━━ Source material
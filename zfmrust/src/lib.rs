//! # zfmrust
//!
//! Rust driver for ZhianTec ZFM/R30x optical fingerprint sensors.
//!
//! ## Features
//!
//! - Exact wire-level framing with checksum validation
//! - Async API over serial ports or RS232-to-TCP bridges
//! - Chunked streaming transfer of images and characteristics
//! - Soft outcomes (no finger, no match) as ordinary return values
//!
//! ## Quick Start
//!
//! ```no_run
//! use zfmrust::{CharBuffer, Sensor};
//!
//! #[tokio::main]
//! async fn main() -> zfmrust::Result<()> {
//!     let mut sensor = Sensor::new("/dev/ttyUSB0", 57_600)?;
//!     sensor.connect().await?;
//!
//!     if sensor.verify_password().await? {
//!         let count = sensor.get_template_count().await?;
//!         println!("{count} templates enrolled");
//!     }
//!
//!     sensor.close().await?;
//!     Ok(())
//! }
//! ```

pub mod error;
pub mod sensor;

mod exchange;
mod stream;

// Re-exports
pub use error::{DeviceError, Error, Result};
pub use sensor::{Sensor, SensorConfig};

// Re-export protocol and transport types
pub use zfmrust_core::{Frame, FrameDecoder, PacketKind, Session, SessionState};
pub use zfmrust_transport::{SerialTransport, TcpTransport, Transport};
pub use zfmrust_types::{CharBuffer, FingerImage, PacketSize, SystemParameters};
━━━━
- Your task
Without dropping a single line, output the records above exactly.

- Answer to the exercise
filename zfmrust/src/lib.rs
//! # zfmrust
//!
//! Rust driver for ZhianTec ZFM/R30x optical fingerprint sensors.
//!
//! ## Features
//!
//! - Exact wire-level framing with checksum validation
//! - Async API over serial ports or RS232-to-TCP bridges
//! - Chunked streaming transfer of images and characteristics
//! - Soft outcomes (no finger, no match) as ordinary return values
//!
//! ## Quick Start
//!
//! ```no_run
//! use zfmrust::{CharBuffer, Sensor};
//!
//! #[tokio::main]
//! async fn main() -> zfmrust::Result<()> {
//!     let mut sensor = Sensor::new("/dev/ttyUSB0", 57_600)?;
//!     sensor.connect().await?;
//!
//!     if sensor.verify_password().await? {
//!         let count = sensor.get_template_count().await?;
//!         println!("{count} templates enrolled");
//!     }
//!
//!     sensor.close().await?;
//!     Ok(())
//! }
//! ```

pub mod error;
pub mod sensor;

mod exchange;
mod stream;

// Re-exports
pub use error::{DeviceError, Error, Result};
pub use sensor::{Sensor, SensorConfig};

// Re-export protocol and transport types
pub use zfmrust_core::{Frame, FrameDecoder, PacketKind, Session, SessionState};
pub use zfmrust_transport::{SerialTransport, TcpTransport, Transport};
pub use zfmrust_types::{CharBuffer, FingerImage, PacketSize, SystemParameters};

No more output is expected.